WHAT YOU ARE ASKED TO DO:
Every record here needs to be duplicated exactly.

Records contained in a dataset
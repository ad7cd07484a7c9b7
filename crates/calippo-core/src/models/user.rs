// ABOUTME: Account models for the local directory
// ABOUTME: UserId, Handle validation, and the User record with its three relationship sets
//
// SPDX-License-Identifier: MIT OR Apache-2.0
// Copyright (c) 2025 Pierre Fitness Intelligence

use std::fmt::{Display, Formatter, Result as FmtResult};

use chrono::{DateTime, Utc};
use serde::{Deserialize, Serialize};
use uuid::Uuid;

use crate::constants::handles;
use crate::errors::{AppError, AppResult};

/// Opaque account identifier
#[derive(Debug, Clone, PartialEq, Eq, PartialOrd, Ord, Hash, Serialize, Deserialize)]
#[serde(transparent)]
pub struct UserId(String);

impl UserId {
    /// Generate a fresh identifier
    #[must_use]
    pub fn generate() -> Self {
        Self(Uuid::new_v4().simple().to_string())
    }

    /// Borrow the identifier as a string
    #[must_use]
    pub fn as_str(&self) -> &str {
        &self.0
    }
}

impl Display for UserId {
    fn fmt(&self, f: &mut Formatter<'_>) -> FmtResult {
        f.write_str(&self.0)
    }
}

impl From<&str> for UserId {
    fn from(value: &str) -> Self {
        Self(value.to_owned())
    }
}

impl From<String> for UserId {
    fn from(value: String) -> Self {
        Self(value)
    }
}

/// A validated, lower-cased public username
#[derive(Debug, Clone, PartialEq, Eq, Hash, Serialize, Deserialize)]
#[serde(transparent)]
pub struct Handle(String);

impl Handle {
    /// Normalize and validate a handle
    ///
    /// Input is lower-cased first; the result must be 3-20 characters of
    /// `[a-z0-9_]`.
    ///
    /// # Errors
    ///
    /// Returns `InvalidHandle` if the normalized handle breaks the rules
    pub fn parse(raw: &str) -> AppResult<Self> {
        let normalized = raw.trim().to_lowercase();
        let length = normalized.chars().count();
        if length < handles::MIN_LENGTH {
            return Err(AppError::invalid_handle(format!(
                "Handle must be at least {} characters",
                handles::MIN_LENGTH
            )));
        }
        if length > handles::MAX_LENGTH {
            return Err(AppError::invalid_handle(format!(
                "Handle must be at most {} characters",
                handles::MAX_LENGTH
            )));
        }
        if let Some(bad) = normalized
            .chars()
            .find(|c| !(c.is_ascii_lowercase() || c.is_ascii_digit() || *c == '_'))
        {
            return Err(AppError::invalid_handle(format!(
                "Handle contains an invalid character: '{bad}'"
            )));
        }
        Ok(Self(normalized))
    }

    /// Borrow the normalized handle
    #[must_use]
    pub fn as_str(&self) -> &str {
        &self.0
    }
}

impl Display for Handle {
    fn fmt(&self, f: &mut Formatter<'_>) -> FmtResult {
        f.write_str(&self.0)
    }
}

/// Account record stored in the directory
///
/// `friends` must be mutually present on both endpoints; an id never sits in
/// `pending_requests` while also being a confirmed friend.
#[derive(Debug, Clone, PartialEq, Eq, Serialize, Deserialize)]
#[serde(rename_all = "camelCase")]
pub struct User {
    /// Unique identifier
    #[serde(rename = "uid")]
    pub id: UserId,
    /// Unique email address
    pub email: String,
    /// Claimed handle; empty until the username-setup step completes
    #[serde(rename = "username", default)]
    pub handle: String,
    /// Optional display name used by search
    #[serde(default, skip_serializing_if = "Option::is_none")]
    pub display_name: Option<String>,
    /// Creation time
    pub created_at: DateTime<Utc>,
    /// Confirmed friends
    #[serde(default)]
    pub friends: Vec<UserId>,
    /// Incoming friend requests
    #[serde(default)]
    pub pending_requests: Vec<UserId>,
    /// Outgoing friend requests
    #[serde(default)]
    pub sent_requests: Vec<UserId>,
}

impl User {
    /// Create a fresh account with no handle and empty relationship sets
    #[must_use]
    pub fn new(email: impl Into<String>, now: DateTime<Utc>) -> Self {
        Self {
            id: UserId::generate(),
            email: email.into(),
            handle: String::new(),
            display_name: None,
            created_at: now,
            friends: Vec::new(),
            pending_requests: Vec::new(),
            sent_requests: Vec::new(),
        }
    }

    /// Whether the username-setup step is still outstanding
    #[must_use]
    pub fn needs_handle(&self) -> bool {
        self.handle.is_empty()
    }

    /// Whether `other` is a confirmed friend
    #[must_use]
    pub fn is_friend(&self, other: &UserId) -> bool {
        self.friends.contains(other)
    }

    /// Case-insensitive match of `query` against handle and display name
    #[must_use]
    pub fn matches_query(&self, query: &str) -> bool {
        let query = query.to_lowercase();
        self.handle.to_lowercase().contains(&query)
            || self
                .display_name
                .as_deref()
                .is_some_and(|name| name.to_lowercase().contains(&query))
    }
}

/// Insert `id` unless already present
pub fn insert_unique(set: &mut Vec<UserId>, id: &UserId) -> bool {
    if set.contains(id) {
        false
    } else {
        set.push(id.clone());
        true
    }
}

/// Remove every occurrence of `id`
pub fn remove_all(set: &mut Vec<UserId>, id: &UserId) -> bool {
    let before = set.len();
    set.retain(|existing| existing != id);
    set.len() != before
}

#[cfg(test)]
mod tests {
    use super::*;
    use crate::errors::ErrorCode;

    #[test]
    fn test_handle_is_lowercased() {
        let handle = Handle::parse("Ninja1").unwrap();
        assert_eq!(handle.as_str(), "ninja1");
    }

    #[test]
    fn test_handle_length_bounds() {
        assert_eq!(Handle::parse("ab").unwrap_err().code, ErrorCode::InvalidHandle);
        assert!(Handle::parse("abc").is_ok());
        assert!(Handle::parse(&"a".repeat(20)).is_ok());
        assert_eq!(
            Handle::parse(&"a".repeat(21)).unwrap_err().code,
            ErrorCode::InvalidHandle
        );
    }

    #[test]
    fn test_handle_rejects_symbols() {
        assert!(Handle::parse("snack_king_9").is_ok());
        assert!(Handle::parse("snack-king").is_err());
        assert!(Handle::parse("snack king").is_err());
        assert!(Handle::parse("café").is_err());
    }

    #[test]
    fn test_matches_query_checks_display_name() {
        let mut user = User::new("a@x.com", Utc::now());
        user.handle = "ninja1".to_owned();
        user.display_name = Some("Protein Queen".to_owned());
        assert!(user.matches_query("NIN"));
        assert!(user.matches_query("queen"));
        assert!(!user.matches_query("kale"));
    }

    #[test]
    fn test_user_serializes_with_storage_field_names() {
        let user = User::new("a@x.com", Utc::now());
        let json = serde_json::to_value(&user).unwrap();
        assert!(json.get("uid").is_some());
        assert!(json.get("username").is_some());
        assert!(json.get("pendingRequests").is_some());
        assert!(json.get("sentRequests").is_some());
    }
}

RESULT BELOW:
repository ad7cd07484a7c9b7
filename crates/calippo-core/src/models/user.rs
// ABOUTME: Account models for the local directory
// ABOUTME: UserId, Handle validation, and the User record with its three relationship sets
//
// SPDX-License-Identifier: MIT OR Apache-2.0
// Copyright (c) 2025 Pierre Fitness Intelligence

use std::fmt::{Display, Formatter, Result as FmtResult};

use chrono::{DateTime, Utc};
use serde::{Deserialize, Serialize};
use uuid::Uuid;

use crate::constants::handles;
use crate::errors::{AppError, AppResult};

/// Opaque account identifier
#[derive(Debug, Clone, PartialEq, Eq, PartialOrd, Ord, Hash, Serialize, Deserialize)]
#[serde(transparent)]
pub struct UserId(String);

impl UserId {
    /// Generate a fresh identifier
    #[must_use]
    pub fn generate() -> Self {
        Self(Uuid::new_v4().simple().to_string())
    }

    /// Borrow the identifier as a string
    #[must_use]
    pub fn as_str(&self) -> &str {
        &self.0
    }
}

impl Display for UserId {
    fn fmt(&self, f: &mut Formatter<'_>) -> FmtResult {
        f.write_str(&self.0)
    }
}

impl From<&str> for UserId {
    fn from(value: &str) -> Self {
        Self(value.to_owned())
    }
}

impl From<String> for UserId {
    fn from(value: String) -> Self {
        Self(value)
    }
}

/// A validated, lower-cased public username
#[derive(Debug, Clone, PartialEq, Eq, Hash, Serialize, Deserialize)]
#[serde(transparent)]
pub struct Handle(String);

impl Handle {
    /// Normalize and validate a handle
    ///
    /// Input is lower-cased first; the result must be 3-20 characters of
    /// `[a-z0-9_]`.
    ///
    /// # Errors
    ///
    /// Returns `InvalidHandle` if the normalized handle breaks the rules
    pub fn parse(raw: &str) -> AppResult<Self> {
        let normalized = raw.trim().to_lowercase();
        let length = normalized.chars().count();
        if length < handles::MIN_LENGTH {
            return Err(AppError::invalid_handle(format!(
                "Handle must be at least {} characters",
                handles::MIN_LENGTH
            )));
        }
        if length > handles::MAX_LENGTH {
            return Err(AppError::invalid_handle(format!(
                "Handle must be at most {} characters",
                handles::MAX_LENGTH
            )));
        }
        if let Some(bad) = normalized
            .chars()
            .find(|c| !(c.is_ascii_lowercase() || c.is_ascii_digit() || *c == '_'))
        {
            return Err(AppError::invalid_handle(format!(
                "Handle contains an invalid character: '{bad}'"
            )));
        }
        Ok(Self(normalized))
    }

    /// Borrow the normalized handle
    #[must_use]
    pub fn as_str(&self) -> &str {
        &self.0
    }
}

impl Display for Handle {
    fn fmt(&self, f: &mut Formatter<'_>) -> FmtResult {
        f.write_str(&self.0)
    }
}

/// Account record stored in the directory
///
/// `friends` must be mutually present on both endpoints; an id never sits in
/// `pending_requests` while also being a confirmed friend.
#[derive(Debug, Clone, PartialEq, Eq, Serialize, Deserialize)]
#[serde(rename_all = "camelCase")]
pub struct User {
    /// Unique identifier
    #[serde(rename = "uid")]
    pub id: UserId,
    /// Unique email address
    pub email: String,
    /// Claimed handle; empty until the username-setup step completes
    #[serde(rename = "username", default)]
    pub handle: String,
    /// Optional display name used by search
    #[serde(default, skip_serializing_if = "Option::is_none")]
    pub display_name: Option<String>,
    /// Creation time
    pub created_at: DateTime<Utc>,
    /// Confirmed friends
    #[serde(default)]
    pub friends: Vec<UserId>,
    /// Incoming friend requests
    #[serde(default)]
    pub pending_requests: Vec<UserId>,
    /// Outgoing friend requests
    #[serde(default)]
    pub sent_requests: Vec<UserId>,
}

impl User {
    /// Create a fresh account with no handle and empty relationship sets
    #[must_use]
    pub fn new(email: impl Into<String>, now: DateTime<Utc>) -> Self {
        Self {
            id: UserId::generate(),
            email: email.into(),
            handle: String::new(),
            display_name: None,
            created_at: now,
            friends: Vec::new(),
            pending_requests: Vec::new(),
            sent_requests: Vec::new(),
        }
    }

    /// Whether the username-setup step is still outstanding
    #[must_use]
    pub fn needs_handle(&self) -> bool {
        self.handle.is_empty()
    }

    /// Whether `other` is a confirmed friend
    #[must_use]
    pub fn is_friend(&self, other: &UserId) -> bool {
        self.friends.contains(other)
    }

    /// Case-insensitive match of `query` against handle and display name
    #[must_use]
    pub fn matches_query(&self, query: &str) -> bool {
        let query = query.to_lowercase();
        self.handle.to_lowercase().contains(&query)
            || self
                .display_name
                .as_deref()
                .is_some_and(|name| name.to_lowercase().contains(&query))
    }
}

/// Insert `id` unless already present
pub fn insert_unique(set: &mut Vec<UserId>, id: &UserId) -> bool {
    if set.contains(id) {
        false
    } else {
        set.push(id.clone());
        true
    }
}

/// Remove every occurrence of `id`
pub fn remove_all(set: &mut Vec<UserId>, id: &UserId) -> bool {
    let before = set.len();
    set.retain(|existing| existing != id);
    set.len() != before
}

#[cfg(test)]
mod tests {
    use super::*;
    use crate::errors::ErrorCode;

    #[test]
    fn test_handle_is_lowercased() {
        let handle = Handle::parse("Ninja1").unwrap();
        assert_eq!(handle.as_str(), "ninja1");
    }

    #[test]
    fn test_handle_length_bounds() {
        assert_eq!(Handle::parse("ab").unwrap_err().code, ErrorCode::InvalidHandle);
        assert!(Handle::parse("abc").is_ok());
        assert!(Handle::parse(&"a".repeat(20)).is_ok());
        assert_eq!(
            Handle::parse(&"a".repeat(21)).unwrap_err().code,
            ErrorCode::InvalidHandle
        );
    }

    #[test]
    fn test_handle_rejects_symbols() {
        assert!(Handle::parse("snack_king_9").is_ok());
        assert!(Handle::parse("snack-king").is_err());
        assert!(Handle::parse("snack king").is_err());
        assert!(Handle::parse("café").is_err());
    }

    #[test]
    fn test_matches_query_checks_display_name() {
        let mut user = User::new("a@x.com", Utc::now());
        user.handle = "ninja1".to_owned();
        user.display_name = Some("Protein Queen".to_owned());
        assert!(user.matches_query("NIN"));
        assert!(user.matches_query("queen"));
        assert!(!user.matches_query("kale"));
    }

    #[test]
    fn test_user_serializes_with_storage_field_names() {
        let user = User::new("a@x.com", Utc::now());
        let json = serde_json::to_value(&user).unwrap();
        assert!(json.get("uid").is_some());
        assert!(json.get("username").is_some());
        assert!(json.get("pendingRequests").is_some());
        assert!(json.get("sentRequests").is_some());
    }
}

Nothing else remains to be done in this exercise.